Objective: To identify early prognostic markers of septic shock among catheterization-derived hemodynamic and metabolic data.
Design: Prospective cohort study.
Setting: A medical intensive care unit in a university hospital.
Patients: Thirty-two consecutive patients with septic shock, separated into two groups according to short-term (10-day) evolution: 18 acute survivors and 14 fatalities.
Measurements: Usual hemodynamic and metabolic variables were measured at the onset of shock, i.e., when the catheter was inserted (T0), and 24 h later (T24). The values collected for each group at T0 and T24 and their 24-h changes were compared.

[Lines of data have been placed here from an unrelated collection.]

//! Escaping for Telegram MarkdownV2 messages.

/// Characters with special meaning in MarkdownV2.
const SPECIAL_CHARS: &[char] = &[
    '\\', '_', '*', '[', ']', '(', ')', '~', '`', '>', '#', '+', '-', '=', '|', '{', '}', '.', '!',
];

/// Escapes every MarkdownV2 special character so `text` is shown literally.
///
/// # Example
/// ```
/// use queue_bot::utils::markdown::escape_markdown;
///
/// assert_eq!(escape_markdown("Lab #3 (final)"), "Lab \\#3 \\(final\\)");
/// ```
pub fn escape_markdown(text: &str) -> String {
    let mut escaped = String::with_capacity(text.len());
    for c in text.chars() {
        if SPECIAL_CHARS.contains(&c) {
            escaped.push('\\');
        }
        escaped.push(c);
    }
    escaped
}

#[cfg(test)]
mod tests {
    use super::*;

    #[test]
    fn test_escape_event_names() {
        assert_eq!(escape_markdown("Physics lab_2"), "Physics lab\\_2");
        assert_eq!(escape_markdown("C++ exam"), "C\\+\\+ exam");
        assert_eq!(escape_markdown("Q&A"), "Q&A");
    }

    #[test]
    fn test_escape_punctuation() {
        assert_eq!(escape_markdown("Position 3 is taken (Bob)."), "Position 3 is taken \\(Bob\\)\\.");
        assert_eq!(escape_markdown("1-30!"), "1\\-30\\!");
        assert_eq!(escape_markdown("a\\b"), "a\\\\b");
    }

    #[test]
    fn test_escape_plain_text() {
        assert_eq!(escape_markdown(""), "");
        assert_eq!(escape_markdown("Queue is empty"), "Queue is empty");
    }
}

Results: On admission, no difference was found between acute survivors and eventual fatalities. After 24 h, fatalities presented with significantly lower mean arterial pressure (p <0.01), left ventricular stroke work index (p <0.05) and higher lactate levels (p <0.01) than acute survivors. Moreover, the 24-h changes of lactate and blood pressure were also of prognostic value (p <0.05). Oxygen delivery and oxygen consumption did not differ statistically between the two groups. At T24, a mean arterial pressure of less than 85 mmHg and a lactate level equal to or greater than 3.5 mmol/l were independently associated with poor survival (37.5% and 30.7%, respectively). Day 10 survival was only 12.5% when both criteria were present at T24.
Conclusions: Changes in mean arterial pressure and arterial blood lactate within the first 24 h of treatment are strong prognostic indicators of short-term survival in patients with septic shock. After 24 h of treatment, maintenance of a mean blood pressure equal to or greater than 85 mmHg correlates with survival at day 10. Data suggest that early reductions in both cardiac function and vascular tone play a determining role in the hypotension observed in fatalities. Persistence of hyperlactatemia in hypotensive patients bodes particularly ill. Blood pressure and lactate level are simple bedside parameters that can enable the clinician to identify patients with a high risk of mortality.